In the records below, pick out all lines containing the word "derive".
*** RECORDS SUPPLIED ***
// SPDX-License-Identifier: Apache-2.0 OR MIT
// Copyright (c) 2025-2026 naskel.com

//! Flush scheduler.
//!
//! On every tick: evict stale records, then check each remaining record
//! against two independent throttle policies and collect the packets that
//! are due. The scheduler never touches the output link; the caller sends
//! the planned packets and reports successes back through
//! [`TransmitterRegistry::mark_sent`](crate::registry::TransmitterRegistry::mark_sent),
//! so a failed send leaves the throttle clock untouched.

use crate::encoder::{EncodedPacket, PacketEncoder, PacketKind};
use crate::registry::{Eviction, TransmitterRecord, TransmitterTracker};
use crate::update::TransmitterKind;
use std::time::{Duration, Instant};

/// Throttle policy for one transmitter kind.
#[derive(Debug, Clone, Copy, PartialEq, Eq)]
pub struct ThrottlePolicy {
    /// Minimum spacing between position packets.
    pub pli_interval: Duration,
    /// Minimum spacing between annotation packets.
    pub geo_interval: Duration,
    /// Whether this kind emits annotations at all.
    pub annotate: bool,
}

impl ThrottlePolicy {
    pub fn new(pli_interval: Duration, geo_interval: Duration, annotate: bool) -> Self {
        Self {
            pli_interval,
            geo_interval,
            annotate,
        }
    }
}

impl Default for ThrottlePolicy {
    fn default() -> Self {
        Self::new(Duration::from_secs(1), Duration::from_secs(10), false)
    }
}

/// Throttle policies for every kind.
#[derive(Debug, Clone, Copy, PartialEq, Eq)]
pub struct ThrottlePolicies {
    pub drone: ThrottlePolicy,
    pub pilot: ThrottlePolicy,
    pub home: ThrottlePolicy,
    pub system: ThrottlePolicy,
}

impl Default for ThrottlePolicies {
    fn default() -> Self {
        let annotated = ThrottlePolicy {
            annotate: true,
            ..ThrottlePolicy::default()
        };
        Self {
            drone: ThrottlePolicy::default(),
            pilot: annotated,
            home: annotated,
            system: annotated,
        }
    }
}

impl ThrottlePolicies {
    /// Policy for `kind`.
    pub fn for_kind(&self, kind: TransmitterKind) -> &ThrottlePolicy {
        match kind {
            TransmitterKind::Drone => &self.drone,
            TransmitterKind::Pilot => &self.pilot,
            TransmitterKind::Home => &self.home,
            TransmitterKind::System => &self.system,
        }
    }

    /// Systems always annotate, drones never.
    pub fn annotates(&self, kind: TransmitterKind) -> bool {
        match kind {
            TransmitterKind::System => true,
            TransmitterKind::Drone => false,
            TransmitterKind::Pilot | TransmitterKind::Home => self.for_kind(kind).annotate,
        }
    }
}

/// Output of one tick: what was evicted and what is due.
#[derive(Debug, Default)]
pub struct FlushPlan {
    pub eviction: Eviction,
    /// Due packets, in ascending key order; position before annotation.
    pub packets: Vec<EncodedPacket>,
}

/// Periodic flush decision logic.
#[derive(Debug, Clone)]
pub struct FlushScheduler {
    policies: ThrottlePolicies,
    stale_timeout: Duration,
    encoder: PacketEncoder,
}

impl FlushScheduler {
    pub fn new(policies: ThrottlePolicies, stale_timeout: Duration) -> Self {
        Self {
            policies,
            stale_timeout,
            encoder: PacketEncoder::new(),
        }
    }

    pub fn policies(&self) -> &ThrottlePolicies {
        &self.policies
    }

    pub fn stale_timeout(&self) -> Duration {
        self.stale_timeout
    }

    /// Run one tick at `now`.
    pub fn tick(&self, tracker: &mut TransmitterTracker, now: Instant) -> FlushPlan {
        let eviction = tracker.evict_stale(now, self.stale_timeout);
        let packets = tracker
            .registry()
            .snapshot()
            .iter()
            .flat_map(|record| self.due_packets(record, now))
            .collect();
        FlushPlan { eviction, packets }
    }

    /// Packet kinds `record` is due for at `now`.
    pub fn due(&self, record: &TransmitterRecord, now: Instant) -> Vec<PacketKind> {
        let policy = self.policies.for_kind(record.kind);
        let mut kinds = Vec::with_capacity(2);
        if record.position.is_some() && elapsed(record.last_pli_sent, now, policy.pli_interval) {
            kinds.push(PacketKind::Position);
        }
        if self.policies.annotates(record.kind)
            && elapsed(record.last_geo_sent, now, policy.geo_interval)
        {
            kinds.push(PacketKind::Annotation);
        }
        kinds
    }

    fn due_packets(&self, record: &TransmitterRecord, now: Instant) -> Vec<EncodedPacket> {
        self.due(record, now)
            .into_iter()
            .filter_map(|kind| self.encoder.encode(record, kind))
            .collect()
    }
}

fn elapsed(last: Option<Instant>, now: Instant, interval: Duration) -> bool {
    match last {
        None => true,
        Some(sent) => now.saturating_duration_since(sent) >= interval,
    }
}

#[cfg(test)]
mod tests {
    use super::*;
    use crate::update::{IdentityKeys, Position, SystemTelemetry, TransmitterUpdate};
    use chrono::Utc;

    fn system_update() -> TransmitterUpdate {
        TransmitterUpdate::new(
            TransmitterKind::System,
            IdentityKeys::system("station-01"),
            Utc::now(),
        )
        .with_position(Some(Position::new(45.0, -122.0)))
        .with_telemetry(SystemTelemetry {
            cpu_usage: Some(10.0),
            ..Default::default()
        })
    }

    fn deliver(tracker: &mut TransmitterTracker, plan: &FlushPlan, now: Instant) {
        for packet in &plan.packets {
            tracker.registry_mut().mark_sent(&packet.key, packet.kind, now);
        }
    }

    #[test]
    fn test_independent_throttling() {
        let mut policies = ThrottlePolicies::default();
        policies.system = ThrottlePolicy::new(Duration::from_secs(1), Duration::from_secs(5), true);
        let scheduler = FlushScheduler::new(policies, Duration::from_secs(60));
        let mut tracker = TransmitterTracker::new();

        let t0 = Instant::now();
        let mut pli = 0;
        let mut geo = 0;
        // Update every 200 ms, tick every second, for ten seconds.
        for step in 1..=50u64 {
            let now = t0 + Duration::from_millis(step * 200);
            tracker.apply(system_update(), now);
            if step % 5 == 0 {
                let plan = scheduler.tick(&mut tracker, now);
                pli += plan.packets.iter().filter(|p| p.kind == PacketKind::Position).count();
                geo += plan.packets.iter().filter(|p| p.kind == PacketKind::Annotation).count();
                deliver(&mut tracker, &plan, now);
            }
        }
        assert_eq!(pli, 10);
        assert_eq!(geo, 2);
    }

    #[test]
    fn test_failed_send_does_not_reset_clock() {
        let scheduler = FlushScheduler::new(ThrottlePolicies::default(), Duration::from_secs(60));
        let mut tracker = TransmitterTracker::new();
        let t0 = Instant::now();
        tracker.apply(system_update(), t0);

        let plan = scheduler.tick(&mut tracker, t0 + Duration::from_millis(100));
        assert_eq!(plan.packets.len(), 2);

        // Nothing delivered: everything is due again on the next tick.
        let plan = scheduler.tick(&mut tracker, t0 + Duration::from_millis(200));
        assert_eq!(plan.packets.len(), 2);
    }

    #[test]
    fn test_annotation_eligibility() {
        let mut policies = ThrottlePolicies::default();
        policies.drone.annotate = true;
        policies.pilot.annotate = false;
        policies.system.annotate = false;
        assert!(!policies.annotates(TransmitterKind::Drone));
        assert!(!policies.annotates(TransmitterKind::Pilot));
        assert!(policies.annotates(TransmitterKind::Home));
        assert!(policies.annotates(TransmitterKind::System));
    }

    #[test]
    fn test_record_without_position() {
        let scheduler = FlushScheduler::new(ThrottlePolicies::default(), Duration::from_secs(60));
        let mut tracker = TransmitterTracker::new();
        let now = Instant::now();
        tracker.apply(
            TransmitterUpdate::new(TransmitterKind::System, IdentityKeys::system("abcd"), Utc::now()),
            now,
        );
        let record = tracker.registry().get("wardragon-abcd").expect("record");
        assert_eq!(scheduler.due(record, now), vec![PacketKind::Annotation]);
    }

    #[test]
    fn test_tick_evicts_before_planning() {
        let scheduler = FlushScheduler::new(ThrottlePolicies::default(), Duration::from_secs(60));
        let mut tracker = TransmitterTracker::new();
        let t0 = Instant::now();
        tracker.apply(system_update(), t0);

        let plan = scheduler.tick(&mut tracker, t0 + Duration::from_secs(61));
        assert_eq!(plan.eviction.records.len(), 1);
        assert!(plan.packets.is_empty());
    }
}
*** End of RECORDS SUPPLIED ***
* [RESPONSE AREA]
#[derive(Debug, Clone, Copy, PartialEq, Eq)]
#[derive(Debug, Clone, Copy, PartialEq, Eq)]
#[derive(Debug, Default)]
#[derive(Debug, Clone)]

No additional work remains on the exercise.